Tennessee Education Commissioner Candice McQueen visits Middle College High School in Memphis as part of her classroom tour of the state.
Tennessee Education Commissioner Candice McQueen visits Middle College High School in Memphis as part of her classroom tour of the state.
Laura Faith Kebede/Chalkbeat

Two days after Memphis leaders voted to move a long-struggling school into the district’s highly regarded turnaround program, the state’s top education official said that’s not enough to deter her plan to take over the school.

Education Commissioner Candice McQueen said Thursday that American Way Middle School must be converted to a charter school in the fall of 2019 under the state’s new accountability plan.

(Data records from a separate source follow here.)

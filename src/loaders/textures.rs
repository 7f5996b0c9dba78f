use anyhow::{Context, Result};
use std::path::Path;

use crate::effect::source::SourceImages;

/// Load and validate the effect's source images.
///
/// Fails fast: any decode error or dimension mismatch aborts startup before
/// the render loop exists.
pub fn load_source_images(
    color_path: &Path,
    depth_path: &Path,
    alpha_path: Option<&Path>,
) -> Result<SourceImages> {
    let color = image::open(color_path)
        .context(format!("Failed to load color image: {:?}", color_path))?
        .to_rgba8();
    log::info!(
        "Loaded color image {:?} ({}x{})",
        color_path,
        color.width(),
        color.height()
    );

    let depth = image::open(depth_path)
        .context(format!("Failed to load depth map: {:?}", depth_path))?
        .to_luma8();
    log::info!("Loaded depth map {:?}", depth_path);

    let alpha = match alpha_path {
        Some(path) => {
            let alpha = image::open(path)
                .context(format!("Failed to load alpha map: {:?}", path))?
                .to_luma8();
            log::info!("Loaded alpha map {:?}", path);
            Some(alpha)
        }
        None => {
            log::info!("No alpha map given; using the color image's alpha channel");
            None
        }
    };

    SourceImages::new(color, depth, alpha)
        .context("Source images failed validation")
}
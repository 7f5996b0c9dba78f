pub mod cli;
pub mod core;
pub mod effect;
pub mod loaders;

pub use effect::{Compositor, EffectSettings, FrameParams, PointerFilter, SourceImages};
pub mod compositor;
pub mod pointer;
pub mod settings;
pub mod source;

pub use compositor::{displacement, panned_uv, Compositor, FrameParams};
pub use pointer::PointerFilter;
pub use settings::EffectSettings;
pub use source::SourceImages;
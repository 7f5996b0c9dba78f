use glam::Vec2;

/// Display context - output surface dimensions and coordinate mapping
#[derive(Debug, Clone, Copy)]
pub struct DisplayContext {
    /// Width in pixels
    pub width: u32,
    /// Height in pixels
    pub height: u32,
}

impl DisplayContext {
    pub fn new(width: u32, height: u32) -> Self {
        Self { width, height }
    }

    /// Total number of pixels
    pub fn pixel_count(&self) -> usize {
        (self.width * self.height) as usize
    }

    /// Total size in bytes for an RGBA buffer
    pub fn buffer_size(&self) -> usize {
        self.pixel_count() * 4
    }

    /// Normalized [0,1]² coordinate of a pixel center, top-left origin
    pub fn uv(&self, x: u32, y: u32) -> Vec2 {
        Vec2::new(
            (x as f32 + 0.5) / self.width as f32,
            (y as f32 + 0.5) / self.height as f32,
        )
    }
}

#[cfg(test)]
mod tests {
    use super::*;

    #[test]
    fn buffer_size_is_rgba() {
        let ctx = DisplayContext::new(100, 100);
        assert_eq!(ctx.pixel_count(), 10000);
        assert_eq!(ctx.buffer_size(), 40000);
    }

    #[test]
    fn uv_uses_pixel_centers() {
        let ctx = DisplayContext::new(2, 2);
        assert_eq!(ctx.uv(0, 0), Vec2::new(0.25, 0.25));
        assert_eq!(ctx.uv(1, 1), Vec2::new(0.75, 0.75));
    }

    #[test]
    fn uv_spans_unit_square() {
        let ctx = DisplayContext::new(640, 480);
        let first = ctx.uv(0, 0);
        let last = ctx.uv(639, 479);
        assert!(first.x > 0.0 && first.y > 0.0);
        assert!(last.x < 1.0 && last.y < 1.0);
    }
}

If Shelby County Schools doesn’t decide by March 15 to do that on its own, she said, the state will take over the school and move it to Tennessee’s Achievement School District.

“The interventions that we’ve put forward would take place during 2019-20,” McQueen told reporters during a visit to Middle College High School in Memphis. “We will move forward … and begin the planning process for that.”

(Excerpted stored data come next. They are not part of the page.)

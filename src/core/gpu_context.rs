use std::sync::Arc;
use wgpu::{Adapter, Device, DeviceDescriptor, Instance, Queue, Surface};

type Result<T> = std::result::Result<T, Box<dyn std::error::Error>>;

/// Shared GPU device and queue for the presenter.
///
/// Cheap to clone (Arc); the surface renderer holds one and per-frame
/// texture uploads go through its queue.
#[derive(Clone)]
pub struct GpuContext {
    device: Arc<Device>,
    queue: Arc<Queue>,
}

impl GpuContext {
    /// Create a GPU context compatible with the window surface
    pub async fn new_with_surface(instance: &Instance, surface: &Surface<'_>) -> Result<Self> {
        let adapter = Self::request_adapter(instance, surface).await?;
        let (device, queue) = Self::request_device(&adapter).await?;

        Ok(Self {
            device: Arc::new(device),
            queue: Arc::new(queue),
        })
    }

    pub fn device(&self) -> &Device {
        &self.device
    }

    pub fn queue(&self) -> &Queue {
        &self.queue
    }

    async fn request_adapter(instance: &Instance, surface: &Surface<'_>) -> Result<Adapter> {
        instance
            .request_adapter(&wgpu::RequestAdapterOptions {
                power_preference: wgpu::PowerPreference::default(),
                compatible_surface: Some(surface),
                force_fallback_adapter: false,
            })
            .await
            .map_err(|e| format!("Failed to find appropriate adapter: {:?}", e).into())
    }

    async fn request_device(adapter: &Adapter) -> Result<(Device, Queue)> {
        adapter
            .request_device(&DeviceDescriptor {
                label: Some("Presenter Device"),
                required_features: wgpu::Features::empty(),
                required_limits: wgpu::Limits::default(),
                memory_hints: Default::default(),
                experimental_features: Default::default(),
                trace: Default::default(),
            })
            .await
            .map_err(|e| format!("Failed to create device: {:?}", e).into())
    }
}

#[cfg(test)]
mod tests {
    use super::*;

    #[test]
    fn clone_semantics() {
        // Arc-backed context must stay cheaply cloneable (compile-time check)
        fn assert_clone<T: Clone>() {}
        assert_clone::<GpuContext>();
    }
}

The tussle over American Way is the latest battle between Shelby County Schools and the state over how to improve schools that don’t perform well on state tests.

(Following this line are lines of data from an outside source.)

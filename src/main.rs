use std::sync::Arc;
use std::time::Instant;

use clap::Parser;
use winit::{
    application::ApplicationHandler,
    event::{ElementState, KeyEvent, WindowEvent},
    event_loop::{ActiveEventLoop, EventLoop},
    keyboard::{KeyCode, PhysicalKey},
    window::{Window, WindowId},
};

use parallax_hero::cli::Cli;
use parallax_hero::core::{DisplayContext, PointerAdapter, SurfaceRenderer};
use parallax_hero::effect::{Compositor, EffectSettings, FrameParams, PointerFilter};
use parallax_hero::loaders::load_source_images;

// === Constants ===

const FPS_UPDATE_INTERVAL: f32 = 1.0;

// === Type Aliases ===

type Result<T> = std::result::Result<T, Box<dyn std::error::Error>>;

// === Application ===

struct App {
    compositor: Compositor,
    initial_size: (u32, u32),
    window: Option<Arc<Window>>,
    renderer: Option<SurfaceRenderer>,
    pointer: PointerAdapter,
    filter: PointerFilter,
    last_frame_time: Instant,
    frame_count: u32,
    fps_update_timer: f32,
}

impl App {
    fn new(compositor: Compositor, initial_size: (u32, u32)) -> Self {
        let settings = *compositor.settings();
        Self {
            compositor,
            initial_size,
            window: None,
            renderer: None,
            pointer: PointerAdapter::new(initial_size.0, initial_size.1),
            filter: PointerFilter::new(settings.pointer_scale, settings.smoothing),
            last_frame_time: Instant::now(),
            frame_count: 0,
            fps_update_timer: 0.0,
        }
    }

    /// One frame: advance the smoother, recompute the surface, present
    fn tick(&mut self, delta: f32) {
        self.update_fps(delta);

        let raw = self.pointer.ndc();
        let mouse = self.filter.tick(raw);

        if let Some(renderer) = &self.renderer {
            let (width, height) = renderer.dimensions();
            if width == 0 || height == 0 {
                return;
            }

            let ctx = DisplayContext::new(width, height);
            let pixels = self.compositor.render(FrameParams::new(mouse), &ctx);

            // Transient surface errors (lost/outdated) recover on the next frame
            if let Err(e) = renderer.render_pixels(&pixels, width, height) {
                log::error!("Render error: {}", e);
            }
        }
    }

    fn update_fps(&mut self, delta: f32) {
        self.frame_count += 1;
        self.fps_update_timer += delta;

        if self.fps_update_timer >= FPS_UPDATE_INTERVAL {
            let fps = self.frame_count as f32 / self.fps_update_timer;
            log::info!("FPS: {:.1}", fps);
            self.frame_count = 0;
            self.fps_update_timer = 0.0;
        }
    }
}

impl ApplicationHandler for App {
    fn resumed(&mut self, event_loop: &ActiveEventLoop) {
        if self.window.is_none() {
            let window = match event_loop.create_window(
                Window::default_attributes()
                    .with_title("Parallax Hero")
                    .with_inner_size(winit::dpi::LogicalSize::new(
                        self.initial_size.0,
                        self.initial_size.1,
                    )),
            ) {
                Ok(w) => Arc::new(w),
                Err(e) => {
                    log::error!("Failed to create window: {}", e);
                    event_loop.exit();
                    return;
                }
            };

            let background = self.compositor.settings().background;
            let renderer = match SurfaceRenderer::new(window.clone(), background) {
                Ok(r) => r,
                Err(e) => {
                    log::error!("Failed to initialize presenter: {}", e);
                    event_loop.exit();
                    return;
                }
            };

            let size = window.inner_size();
            self.pointer.set_viewport(size.width, size.height);
            self.window = Some(window);
            self.renderer = Some(renderer);
            self.last_frame_time = Instant::now();
        }
    }

    fn window_event(
        &mut self,
        event_loop: &ActiveEventLoop,
        _window_id: WindowId,
        event: WindowEvent,
    ) {
        match event {
            WindowEvent::CloseRequested
            | WindowEvent::KeyboardInput {
                event:
                    KeyEvent {
                        state: ElementState::Pressed,
                        physical_key: PhysicalKey::Code(KeyCode::Escape),
                        ..
                    },
                ..
            } => event_loop.exit(),
            WindowEvent::Resized(size) => {
                if let Some(renderer) = &mut self.renderer {
                    renderer.resize(size.width, size.height);
                }
                self.pointer.set_viewport(size.width, size.height);
            }
            WindowEvent::CursorMoved { .. } => self.pointer.process_event(&event),
            WindowEvent::RedrawRequested => {
                let now = Instant::now();
                let delta = now.duration_since(self.last_frame_time).as_secs_f32();
                self.last_frame_time = now;

                self.tick(delta);
            }
            _ => {}
        }
    }

    fn about_to_wait(&mut self, _event_loop: &ActiveEventLoop) {
        if let Some(window) = &self.window {
            window.request_redraw();
        }
    }
}

fn main() -> Result<()> {
    env_logger::init();

    let cli = Cli::parse();

    let settings = match &cli.settings {
        Some(path) => EffectSettings::from_path(path)?,
        None => EffectSettings::default(),
    };
    settings.validate()?;
    for warning in settings.warnings() {
        log::warn!("{}", warning);
    }

    // Fail fast: the render loop never starts with partial texture state
    let sources = load_source_images(&cli.color, &cli.depth, cli.alpha.as_deref())?;

    let compositor = Compositor::new(sources, settings);
    let mut app = App::new(compositor, (cli.width, cli.height));

    let event_loop = EventLoop::new()?;
    event_loop.run_app(&mut app)?;

    Ok(())
}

On Tuesday, the Memphis school board voted to move American Way to the Innovation Zone, rather than convert it to a charter school under its own oversight. The Innovation Zone, also known as the iZone, pumps extra state and local resources into low-performing schools, including teacher coaches and an extended school day.

In recent years, the state would not take over a struggling school if Memphis leaders moved it into the iZone, a program created under state law. But that’s changed under Tennessee’s new accountability plan, McQueen said.

School board members argued they want to move earlier than the state to change the status of American Way. And they noted that the iZone has a better track record of school improvement than the state’s ASD.

McQueen promised “continued conversation” with Memphis leaders, but said the state won’t change course.

The commissioner said the state’s decision to delay school takeover until 2019 is due to delayed test scores from the state. That won’t be the case in the next round of sorting schools into various “improvement tracks” under the state’s new school accountability plan. The state’s next list of its lowest performing schools is scheduled to be released next fall, which will inform decisions for future improvement plans.